Goodbye – Findx is shutting down
It is over – before it really started. Findx is shutting down.
The last few years with Findx have been incredible, educational, challenging, fun and frustrating, sometimes even all at once.
Findx was a dream about building a private and independent search engine – a true alternative to Google designed with respect for people’s privacy at its core.
It wasn’t just a search engine – we were committed to protecting people’s online privacy and we built a private search engine, a desktop browser, browser extensions and mobile apps for enhanced private browsing – all with full transparency, mostly based on open source projects.
Maybe we were a little ahead of our time with our strong focus on privacy, and it turned out to be a lot harder than we imagined to make people realize that privacy is important - but we were right!
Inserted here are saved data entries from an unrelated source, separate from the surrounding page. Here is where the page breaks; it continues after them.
//! Validated SQL identifiers and type names.
//!
//! Table, schema and column names are always interpolated into statement
//! text; they can never be bound as parameters. [`SafeIdent`] is the only way
//! such a name reaches a statement, and it can only be built from a string
//! that passes validation.

use crate::{Error, Result};
use regex::Regex;
use std::fmt;
use std::sync::LazyLock;

/// Maximum identifier length accepted by PostgreSQL (`NAMEDATALEN - 1`).
pub const MAX_IDENT_LEN: usize = 63;

// A pattern that fails to compile matches nothing, so validation fails closed.
static IDENT_PATTERN: LazyLock<Option<Regex>> =
    LazyLock::new(|| Regex::new(r"^[A-Za-z_][A-Za-z0-9_$]*$").ok());

static SQL_TYPE_PATTERN: LazyLock<Option<Regex>> = LazyLock::new(|| {
    Regex::new(r"^[A-Za-z_][A-Za-z0-9_ ]*(\(\d+(\s*,\s*\d+)?\))?[A-Za-z ]*(\[\])*$").ok()
});

fn matches(pattern: &LazyLock<Option<Regex>>, value: &str) -> bool {
    pattern.as_ref().is_some_and(|re| re.is_match(value))
}

/// Words that turn a type name into a column constraint.
const CONSTRAINT_WORDS: &[&str] = &[
    "check",
    "collate",
    "constraint",
    "default",
    "generated",
    "not",
    "null",
    "primary",
    "references",
    "unique",
];

/// A validated SQL identifier.
///
/// Renders double-quoted via [`SafeIdent::quoted`] so the case of the name is
/// preserved.
#[derive(Debug, Clone, PartialEq, Eq, Hash)]
pub struct SafeIdent(String);

impl SafeIdent {
    /// Validates `name` as an identifier.
    ///
    /// # Errors
    ///
    /// Returns [`Error::Configuration`] if the name is empty, longer than
    /// [`MAX_IDENT_LEN`] bytes, or contains anything but ASCII letters,
    /// digits, `_` and `$` (with a non-digit first character).
    pub fn new(name: impl Into<String>) -> Result<Self> {
        let name = name.into();
        if name.is_empty() {
            return Err(Error::Configuration("identifier must not be empty".to_string()));
        }
        if name.len() > MAX_IDENT_LEN {
            return Err(Error::Configuration(format!(
                "identifier '{name}' exceeds {MAX_IDENT_LEN} bytes"
            )));
        }
        if !matches(&IDENT_PATTERN, &name) {
            return Err(Error::Configuration(format!(
                "'{name}' is not a safe SQL identifier"
            )));
        }
        Ok(Self(name))
    }

    /// Returns the raw name.
    #[must_use]
    pub fn as_str(&self) -> &str {
        &self.0
    }

    /// Returns the name wrapped in double quotes.
    #[must_use]
    pub fn quoted(&self) -> String {
        format!("\"{}\"", self.0)
    }
}

impl fmt::Display for SafeIdent {
    fn fmt(&self, f: &mut fmt::Formatter<'_>) -> fmt::Result {
        f.write_str(&self.0)
    }
}

impl AsRef<str> for SafeIdent {
    fn as_ref(&self) -> &str {
        &self.0
    }
}

/// Renders `"schema"."table"`.
#[must_use]
pub fn qualified(schema: &SafeIdent, table: &SafeIdent) -> String {
    format!("{}.{}", schema.quoted(), table.quoted())
}

/// A validated SQL type name such as `integer`, `varchar(20)` or `text[]`.
#[derive(Debug, Clone, PartialEq, Eq, Hash)]
pub struct SqlType(String);

impl SqlType {
    /// Validates a type name.
    ///
    /// # Errors
    ///
    /// Returns [`Error::Configuration`] if the name does not look like a plain
    /// type or carries constraint keywords.
    pub fn new(name: impl Into<String>) -> Result<Self> {
        let name = name.into();
        let trimmed = name.trim();
        if !matches(&SQL_TYPE_PATTERN, trimmed) {
            return Err(Error::Configuration(format!(
                "'{name}' is not a supported SQL type"
            )));
        }
        let lowered = trimmed.to_ascii_lowercase();
        if let Some(word) = lowered
            .split(|c: char| !c.is_ascii_alphanumeric() && c != '_')
            .find(|w| CONSTRAINT_WORDS.contains(w))
        {
            return Err(Error::Configuration(format!(
                "type '{name}' must not contain '{word}'"
            )));
        }
        Ok(Self(trimmed.to_string()))
    }

    /// Returns the type name.
    #[must_use]
    pub fn as_str(&self) -> &str {
        &self.0
    }

    /// Returns the lowercased base name without modifiers or array brackets.
    #[must_use]
    pub fn base_name(&self) -> String {
        let lowered = self.0.to_ascii_lowercase();
        let end = lowered.find(['(', '[']).unwrap_or(lowered.len());
        lowered[..end].trim().to_string()
    }

    /// Returns true for array types.
    #[must_use]
    pub fn is_array(&self) -> bool {
        self.0.ends_with("[]")
    }
}

impl fmt::Display for SqlType {
    fn fmt(&self, f: &mut fmt::Formatter<'_>) -> fmt::Result {
        f.write_str(&self.0)
    }
}

#[cfg(test)]
mod tests {
    use super::*;
    use test_case::test_case;

    #[test_case("embedding" ; "lowercase")]
    #[test_case("Embedding_Table" ; "mixed case")]
    #[test_case("_private" ; "leading underscore")]
    #[test_case("col$1" ; "dollar")]
    fn test_valid_identifiers(name: &str) {
        let ident = SafeIdent::new(name).unwrap();
        assert_eq!(ident.as_str(), name);
        assert_eq!(ident.quoted(), format!("\"{name}\""));
    }

    #[test_case("" ; "empty")]
    #[test_case("1abc" ; "leading digit")]
    #[test_case("a b" ; "space")]
    #[test_case("users\"; DROP TABLE x; --" ; "injection")]
    #[test_case("schema.table" ; "dotted")]
    #[test_case("naïve" ; "non ascii")]
    fn test_invalid_identifiers(name: &str) {
        assert!(matches!(SafeIdent::new(name), Err(Error::Configuration(_))));
    }

    #[test]
    fn test_identifier_length_limit() {
        assert!(SafeIdent::new("a".repeat(MAX_IDENT_LEN)).is_ok());
        assert!(SafeIdent::new("a".repeat(MAX_IDENT_LEN + 1)).is_err());
    }

    #[test]
    fn test_qualified() {
        let schema = SafeIdent::new("public").unwrap();
        let table = SafeIdent::new("Docs").unwrap();
        assert_eq!(qualified(&schema, &table), "\"public\".\"Docs\"");
    }

    #[test_case("integer", "integer" ; "plain")]
    #[test_case("character varying(20)", "character varying" ; "varchar with length")]
    #[test_case("numeric(10, 2)", "numeric" ; "numeric with scale")]
    #[test_case("timestamp(3) with time zone", "timestamp" ; "modifier before words")]
    #[test_case("text[]", "text" ; "array")]
    #[test_case(" JSONB ", "jsonb" ; "trimmed")]
    fn test_valid_sql_types(name: &str, base: &str) {
        let ty = SqlType::new(name).unwrap();
        assert_eq!(ty.base_name(), base);
    }

    #[test_case("integer; DROP TABLE x" ; "semicolon")]
    #[test_case("text DEFAULT 'x'" ; "default clause")]
    #[test_case("integer primary key" ; "primary key")]
    #[test_case("text not null" ; "not null")]
    #[test_case("" ; "empty")]
    fn test_invalid_sql_types(name: &str) {
        assert!(SqlType::new(name).is_err());
    }

    #[test]
    fn test_sql_type_is_array() {
        assert!(SqlType::new("integer[]").unwrap().is_array());
        assert!(!SqlType::new("integer").unwrap().is_array());
    }
}
//! Data models for embedstore.
//!
//! Identifiers, records, search requests and matches shared by the engine,
//! the schema manager and the store.

mod ident;
mod record;
mod search;

pub use ident::{MAX_IDENT_LEN, SafeIdent, SqlType, qualified};
pub use record::EmbeddingRecord;
pub use search::{QueryOptions, SearchMatch, SearchRequest, SessionSetting};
The focus on privacy has now been named as consumers’ most important topic by Gartner.
We’ve learned that people say one thing about privacy, and do something else when it comes to privacy vs. convenience. Another thing that surprised us a bit was the resistance shown by tin-foil-hat privacy activists… could any tool ever be good enough for them?
We want to take this opportunity to thank you – all of you! The people who used our services and the supporters who actively participated, the developers involved, the few people who actually got it, everyone who listened, cheered, gave critiques and also those of you who shook your heads.
I, as the founder of the company, want to thank the team for their efforts the last 3 years. Thank you to the backend developers Ivan Skytte Jørgensen and Ai Lin Chia who worked tirelessly to improve search results and make the backend fast and stable.
Thank you to our outreach guy, Brian Schildt Laursen, whose enthusiasm about the project was amazing and showed at the meetups and conferences where he preached privacy to all that would listen to him.
Thank you to our freelancers who are too many to mention, but you know who you are! None mentioned, none forgotten.
We learned a lot about crawling, indexing and scaling along the way – thanks to Greg Lindahl (formerly Blekko) for sparring with us and giving us advice. We wish you lots of luck with your endeavours and hope they will see more success than our attempt.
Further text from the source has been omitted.